Like any other discipline, political and social sciences throw up some interesting terms that are largely unfathomable to outsiders. One of my favourites has always been 'crippled epistemology' We all have a unique epistemology. It is the sum of all the sources of information a person has been exposed to. What you have read, heard, seen, or experienced, and most importantly, how you have interpreted all these things. In short, it is how you know what you know.

A crippled epistemology is not a good thing. This is what can happen when people with shared interests and beliefs come together to the point where they communicate with and relate only to one another. Eventually all other information sources are excluded, and they become locked into their own obession. Inevitably their beliefs and values become distorted; they cease to understand reality, or to be of interest to anybody outside their own community. Its sort of an intellectual form of in-breeding.

That is 'crippled epistemology', or to give it an anacronym that might be considered highly appropriate, UKIP.

Another term that I only recently came across is 'Hypothetical Causal Reconstruction'. I will call it HCR simply because I don't want to keep typing it out in full. It is quite obvious what it means, I think.

This is basically "What if we had done this....", or more likely "What if we had got it right first time?" Invoking the negative conotations of HCR is a clever way of saying "I screwed up, and I don't want to talk about it.

Lets apply a bit of HCR to UKIP.

What if Kilroy had bided his time in 2004 and waited for the promised UKIP leadership in 2006?

What if Lord Pearson, then party leader, had not urged voters to back the Tories in the 2010 General Election?

What if the UKIP party name had appeared on the ballot papers in the London elections this year?

What if UKIP's collective epistemology were not crippled?

I could go on and on. If UKIP were a movie, it would be the Keystone Kops, it really would.

The sad thing is, there is now no effective eurosceptic voice in the UK, and with a referendum on our relationship with the EU seemingly looming, that could be a disaster. In favour of continued membership we would have the Conservative, Labour, Liberal Democrat and Green parties. Opposing continued membership we would have UKIP and the BNP. Can you see the problem here?

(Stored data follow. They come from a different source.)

//! Terminal engine
//!
//! One owning value ties together the scrollback buffer, the cursor and
//! mode state, and the drawing attribute. Emulation state machines issue
//! commands against it; the host renders its visible window through the
//! [`renderer::Renderer`] trait and drains its reply/event queues.

pub mod attr;
pub mod line;
pub mod renderer;
pub mod save;
pub mod scrollback;
pub mod search;

mod cursor;
mod edit;

use std::collections::VecDeque;

use crate::config::Config;
use crate::emulation::Emulation;
use crate::music::Tone;

use attr::CellAttr;
use line::Line;
use scrollback::Scrollback;

/// Out-of-band happenings the host must act on
#[derive(Debug, Clone, PartialEq)]
pub enum TermEvent {
    /// BEL was received
    Bell,
    /// An ANSI music string was parsed into a tone list
    Music(Vec<Tone>),
}

/// Engine options distilled from [`Config`]; the session applies the
/// transport-level ones (strip-8th-bit) itself.
#[derive(Debug, Clone)]
pub struct TermOptions {
    pub line_wrap: bool,
    pub line_feed_on_cr: bool,
    pub display_null: bool,
    pub assume_80_columns: bool,
    pub atascii_has_wide_font: bool,
    pub petscii_has_wide_font: bool,
    pub scrollback_lines_max: usize,
}

impl Default for TermOptions {
    fn default() -> Self {
        Self {
            line_wrap: true,
            line_feed_on_cr: false,
            display_null: false,
            assume_80_columns: true,
            atascii_has_wide_font: false,
            petscii_has_wide_font: false,
            scrollback_lines_max: 20_000,
        }
    }
}

impl From<&Config> for TermOptions {
    fn from(config: &Config) -> Self {
        Self {
            line_wrap: config.line_wrap,
            line_feed_on_cr: config.line_feed_on_cr,
            display_null: config.display_null,
            assume_80_columns: config.assume_80_columns,
            atascii_has_wide_font: config.atascii_has_wide_font,
            petscii_has_wide_font: config.petscii_has_wide_font,
            scrollback_lines_max: config.scrollback_lines_max,
        }
    }
}

pub struct Terminal {
    pub(crate) sb: Scrollback,
    width: usize,
    height: usize,
    status_height: usize,

    cursor_x: usize,
    cursor_y: usize,
    scroll_top: usize,
    scroll_bottom: usize,

    origin_mode: bool,
    auto_wrap: bool,
    insert_mode: bool,
    reverse_video: bool,
    line_feed_on_cr: bool,
    visible_cursor: bool,
    display_null: bool,
    full_duplex: bool,

    emulation: Emulation,
    codepage: crate::emulation::charset::Codepage,
    attr: CellAttr,
    right_margin: usize,
    wrap_pending: bool,

    /// Capture/logging flags surfaced to external collaborators
    capture: bool,
    session_log: bool,

    options: TermOptions,
    /// Line index the next find-again resumes after
    pub(crate) search_resume: Option<usize>,
    /// Bytes the emulation wants sent back to the remote (DA replies etc.)
    reply: Vec<u8>,
    events: VecDeque<TermEvent>,
    /// Anything changed since the host last rendered
    dirty: bool,
}

impl Terminal {
    pub fn new(width: usize, height: usize, options: TermOptions) -> Self {
        let status_height = 1;
        let visible_rows = height - status_height;
        let mut term = Self {
            sb: Scrollback::new(visible_rows, options.scrollback_lines_max),
            width,
            height,
            status_height,
            cursor_x: 0,
            cursor_y: 0,
            scroll_top: 0,
            scroll_bottom: visible_rows - 1,
            origin_mode: false,
            auto_wrap: options.line_wrap,
            insert_mode: false,
            reverse_video: false,
            line_feed_on_cr: options.line_feed_on_cr,
            visible_cursor: true,
            display_null: options.display_null,
            full_duplex: true,
            emulation: Emulation::Ansi,
            codepage: Emulation::Ansi.codepage(),
            attr: CellAttr::default(),
            right_margin: width - 1,
            wrap_pending: false,
            capture: false,
            session_log: false,
            options,
            search_resume: None,
            reply: Vec::new(),
            events: VecDeque::new(),
            dirty: true,
        };
        term.apply_emulation_margins();
        term
    }

    // --- geometry -------------------------------------------------------

    pub fn width(&self) -> usize {
        self.width
    }

    pub fn height(&self) -> usize {
        self.height
    }

    pub fn status_height(&self) -> usize {
        self.status_height
    }

    /// Rows the emulation can write to
    pub fn visible_rows(&self) -> usize {
        self.height - self.status_height
    }

    /// Absolute buffer index of screen row `row`
    pub(crate) fn row_index(&self, row: usize) -> usize {
        self.sb.screen_base() + row
    }

    /// Buffer index of the line under the cursor (the edit anchor)
    pub fn edit_index(&self) -> usize {
        self.row_index(self.cursor_y)
    }

    /// Append blank lines until screen row `row` exists
    pub(crate) fn ensure_row(&mut self, row: usize) {
        let debug_attr = self.debug_fill_attr();
        while self.sb.len() <= self.sb.screen_base() + row {
            self.sb.append(scrollback::blank_line(self.width, debug_attr));
        }
    }

    pub(crate) fn line_at_row(&mut self, row: usize) -> &mut Line {
        self.ensure_row(row);
        let idx = self.row_index(row);
        self.sb.line_mut(idx)
    }

    pub(crate) fn current_line(&mut self) -> &mut Line {
        self.line_at_row(self.cursor_y)
    }

    fn debug_fill_attr(&self) -> Option<CellAttr> {
        if self.emulation == Emulation::Debug {
            Some(CellAttr::default().with(attr::Style::REVERSE))
        } else {
            None
        }
    }

    // --- cursor and mode accessors --------------------------------------

    pub fn cursor_x(&self) -> usize {
        self.cursor_x
    }

    pub fn cursor_y(&self) -> usize {
        self.cursor_y
    }

    pub(crate) fn set_cursor_x(&mut self, x: usize) {
        self.cursor_x = x;
    }

    pub(crate) fn set_cursor_y(&mut self, y: usize) {
        self.cursor_y = y;
    }

    pub fn scroll_region(&self) -> (usize, usize) {
        (self.scroll_top, self.scroll_bottom)
    }

    /// Set the scrolling region (rows, inclusive). Invalid regions are
    /// ignored, matching DECSTBM.
    pub fn set_scroll_region(&mut self, top: usize, bottom: usize) {
        if top < bottom && bottom < self.visible_rows() {
            self.scroll_top = top;
            self.scroll_bottom = bottom;
        }
    }

    pub fn reset_scroll_region(&mut self) {
        self.scroll_top = 0;
        self.scroll_bottom = self.visible_rows() - 1;
    }

    pub fn origin_mode(&self) -> bool {
        self.origin_mode
    }

    pub fn set_origin_mode(&mut self, on: bool) {
        self.origin_mode = on;
    }

    pub fn auto_wrap(&self) -> bool {
        self.auto_wrap
    }

    pub fn set_auto_wrap(&mut self, on: bool) {
        self.auto_wrap = on;
        if !on {
            self.wrap_pending = false;
        }
    }

    pub fn insert_mode(&self) -> bool {
        self.insert_mode
    }

    pub fn set_insert_mode(&mut self, on: bool) {
        self.insert_mode = on;
    }

    pub fn reverse_video(&self) -> bool {
        self.reverse_video
    }

    /// DECSCNM. Toggling repaints the visible region by flipping each
    /// line's reverse flag.
    pub fn set_reverse_video(&mut self, on: bool) {
        if self.reverse_video != on {
            self.reverse_video = on;
            self.invert_scrollback_colors();
        }
    }

    pub fn line_feed_on_cr(&self) -> bool {
        self.line_feed_on_cr
    }

    pub fn set_line_feed_on_cr(&mut self, on: bool) {
        self.line_feed_on_cr = on;
    }

    pub fn visible_cursor(&self) -> bool {
        self.visible_cursor
    }

    pub fn set_visible_cursor(&mut self, on: bool) {
        self.visible_cursor = on;
    }

    pub fn display_null(&self) -> bool {
        self.display_null
    }

    pub fn full_duplex(&self) -> bool {
        self.full_duplex
    }

    pub fn set_full_duplex(&mut self, on: bool) {
        self.full_duplex = on;
    }

    pub fn capture(&self) -> bool {
        self.capture
    }

    pub fn set_capture(&mut self, on: bool) {
        self.capture = on;
    }

    pub fn session_log(&self) -> bool {
        self.session_log
    }

    pub fn set_session_log(&mut self, on: bool) {
        self.session_log = on;
    }

    pub fn wrap_pending(&self) -> bool {
        self.wrap_pending
    }

    pub(crate) fn set_wrap_pending(&mut self, pending: bool) {
        self.wrap_pending = pending;
    }

    pub fn attr(&self) -> CellAttr {
        self.attr
    }

    pub fn attr_mut(&mut self) -> &mut CellAttr {
        &mut self.attr
    }

    pub fn set_attr(&mut self, attr: CellAttr) {
        self.attr = attr;
    }

    pub fn options(&self) -> &TermOptions {
        &self.options
    }

    // --- emulation wiring -----------------------------------------------

    pub fn emulation(&self) -> Emulation {
        self.emulation
    }

    pub fn codepage(&self) -> crate::emulation::charset::Codepage {
        self.codepage
    }

    /// Switch the active variant and restore its margin/mode defaults.
    /// The deferred-wrap flag is unconditionally cleared.
    pub fn set_emulation(&mut self, emulation: Emulation) {
        self.emulation = emulation;
        self.codepage = emulation.codepage();
        self.wrap_pending = false;
        self.insert_mode = false;
        self.origin_mode = false;
        self.auto_wrap = self.options.line_wrap;
        self.reset_scroll_region();
        self.apply_emulation_margins();
        self.dirty = true;
    }

    fn apply_emulation_margins(&mut self) {
        self.right_margin = match self.emulation {
            Emulation::Petscii => 39,
            _ if self.options.assume_80_columns => 79.min(self.width - 1),
            _ => self.width - 1,
        };
    }

    pub fn right_margin(&self) -> usize {
        self.right_margin
    }

    pub fn set_right_margin(&mut self, margin: usize) {
        self.right_margin = margin.min(self.width - 1);
    }

    /// Margin in effect for the cursor line, halved for double width
    pub fn effective_right_margin(&mut self) -> usize {
        if self.current_line().double_width {
            (self.right_margin + 1) / 2 - 1
        } else {
            self.right_margin
        }
    }

    /// The attribute written into erased cells: DEC-family variants reset
    /// to the default attribute, the BBS family erases in the current
    /// background color.
    pub fn erase_attr(&self) -> CellAttr {
        if self.emulation.back_color_erase() {
            self.attr.bce_erase()
        } else {
            CellAttr::default()
        }
    }

    // --- host surfaces ---------------------------------------------------

    /// Queue bytes for the transport (terminal reports, answerback)
    pub fn reply(&mut self, bytes: &[u8]) {
        self.reply.extend_from_slice(bytes);
    }

    pub fn take_reply(&mut self) -> Vec<u8> {
        std::mem::take(&mut self.reply)
    }

    pub fn push_event(&mut self, event: TermEvent) {
        self.events.push_back(event);
    }

    pub fn pop_event(&mut self) -> Option<TermEvent> {
        self.events.pop_front()
    }

    pub fn bell(&mut self) {
        self.push_event(TermEvent::Bell);
    }

    pub fn is_dirty(&self) -> bool {
        self.dirty
    }

    pub(crate) fn mark_dirty(&mut self) {
        self.dirty = true;
    }

    pub fn clear_dirty(&mut self) {
        self.dirty = false;
    }

    /// Render the visible window through the backend and place the cursor
    pub fn render(&mut self, renderer: &mut dyn renderer::Renderer, in_view_state: bool) {
        self.sb
            .render_window(renderer, self.width, 0, in_view_state);
        if self.visible_cursor && !in_view_state {
            renderer.move_cursor(self.cursor_y, self.cursor_x);
        }
        self.dirty = false;
    }

    /// Write a cell at an absolute screen position without touching the
    /// cursor or the wrap state. The hex-debug view uses this for its
    /// right-hand character column.
    pub fn raw_cell_write(&mut self, row: usize, col: usize, ch: char, attr: CellAttr) {
        if row >= self.visible_rows() {
            return;
        }
        self.line_at_row(row).put(col, ch, attr);
        self.dirty = true;
    }

    pub fn scrollback(&self) -> &Scrollback {
        &self.sb
    }

    pub fn scrollback_mut(&mut self) -> &mut Scrollback {
        &mut self.sb
    }
}

#[cfg(test)]
pub(crate) fn test_terminal() -> Terminal {
    Terminal::new(80, 25, TermOptions::default())
}

#[cfg(test)]
mod tests {
    use super::*;

    #[test]
    fn test_new_terminal_geometry() {
        let term = test_terminal();
        assert_eq!(term.visible_rows(), 24);
        assert_eq!(term.scroll_region(), (0, 23));
        assert_eq!(term.right_margin(), 79);
        assert_eq!((term.cursor_x(), term.cursor_y()), (0, 0));
    }

    #[test]
    fn test_petscii_margin() {
        let mut term = test_terminal();
        term.set_emulation(Emulation::Petscii);
        assert_eq!(term.right_margin(), 39);
        term.set_emulation(Emulation::Ansi);
        assert_eq!(term.right_margin(), 79);
    }

    #[test]
    fn test_emulation_switch_clears_wrap_pending() {
        let mut term = test_terminal();
        term.set_wrap_pending(true);
        term.set_emulation(Emulation::Vt100);
        assert!(!term.wrap_pending());
    }

    #[test]
    fn test_erase_attr_policy() {
        let mut term = test_terminal();
        *term.attr_mut() = CellAttr::new(attr::GREEN, attr::BLUE);

        term.set_emulation(Emulation::Ansi);
        assert_eq!(term.erase_attr().bg(), attr::BLUE);

        term.set_emulation(Emulation::Vt100);
        assert_eq!(term.erase_attr(), CellAttr::default());
    }

    #[test]
    fn test_raw_cell_write_leaves_cursor_alone() {
        let mut term = test_terminal();
        term.raw_cell_write(3, 62, 'A', CellAttr::default());
        assert_eq!((term.cursor_x(), term.cursor_y()), (0, 0));
        let idx = term.row_index(3);
        assert_eq!(term.scrollback().line(idx).char_at(62), 'A');
    }

    #[test]
    fn test_reply_queue_drains() {
        let mut term = test_terminal();
        term.reply(b"\x1b[?1;2c");
        assert_eq!(term.take_reply(), b"\x1b[?1;2c");
        assert!(term.take_reply().is_empty());
    }
}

Its a shame it has come to this, but UKIP is now a liability for the withdrawalist arguement. It has always been thus where the BNP are concerned, of course. If you want to be taken seriously, the last you want is them agreeing with you.

A journalist recently described UKIP as a "nutter magnet". Some years ago I would have argued strongly against that comment, now I would agree with him. Its such a pity, it really is.